**Task:** If a line in the records below contains "impl", copy that line.

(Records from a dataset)

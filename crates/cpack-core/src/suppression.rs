//! # Suppression Records
//!
//! Accepted findings from the security-lint pass, recorded so repeated
//! scans do not re-flag known, justified conditions. Suppressions attach
//! at whole-stack granularity and have no runtime behavior; they are
//! consumed at scan time and serialized into the template metadata for
//! auditability.

use serde::{Deserialize, Serialize};

/// An acknowledged, justified exception to a security-lint finding.
#[derive(Debug, Clone, PartialEq, Eq, Serialize, Deserialize)]
pub struct Suppression {
    /// Finding identifier, e.g. `AwsSolutions-IAM4`.
    pub id: String,
    /// Human-readable justification for accepting the finding.
    pub reason: String,
}

impl Suppression {
    /// Record a justified exception for the given finding identifier.
    pub fn new(id: impl Into<String>, reason: impl Into<String>) -> Self {
        Self {
            id: id.into(),
            reason: reason.into(),
        }
    }
}

impl std::fmt::Display for Suppression {
    fn fmt(&self, f: &mut std::fmt::Formatter<'_>) -> std::fmt::Result {
        write!(f, "{}: {}", self.id, self.reason)
    }
}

**Exercise solution:**
impl Suppression {
    pub fn new(id: impl Into<String>, reason: impl Into<String>) -> Self {
impl std::fmt::Display for Suppression {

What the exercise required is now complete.